| Exercise materials |
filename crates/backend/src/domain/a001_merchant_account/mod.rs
pub mod repository;
pub mod service;
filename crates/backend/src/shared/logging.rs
use tracing_subscriber::{layer::SubscriberExt, util::SubscriberInitExt};

/// Initialize the tracing subscriber. SQL-level logging from the ORM
/// is noisy and stays at warn unless RUST_LOG overrides it.
pub fn init() {
    let _ = tracing_subscriber::registry()
        .with(tracing_subscriber::EnvFilter::new(
            std::env::var("RUST_LOG").unwrap_or_else(|_| "info,sqlx=warn,sea_orm=warn".into()),
        ))
        .with(tracing_subscriber::fmt::layer())
        .try_init();
}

| What you need to do |
In full and without alteration, write out each record.

| Exercise output |
filename crates/backend/src/domain/a001_merchant_account/mod.rs
pub mod repository;
pub mod service;
filename crates/backend/src/shared/logging.rs
use tracing_subscriber::{layer::SubscriberExt, util::SubscriberInitExt};

/// Initialize the tracing subscriber. SQL-level logging from the ORM
/// is noisy and stays at warn unless RUST_LOG overrides it.
pub fn init() {
    let _ = tracing_subscriber::registry()
        .with(tracing_subscriber::EnvFilter::new(
            std::env::var("RUST_LOG").unwrap_or_else(|_| "info,sqlx=warn,sea_orm=warn".into()),
        ))
        .with(tracing_subscriber::fmt::layer())
        .try_init();
}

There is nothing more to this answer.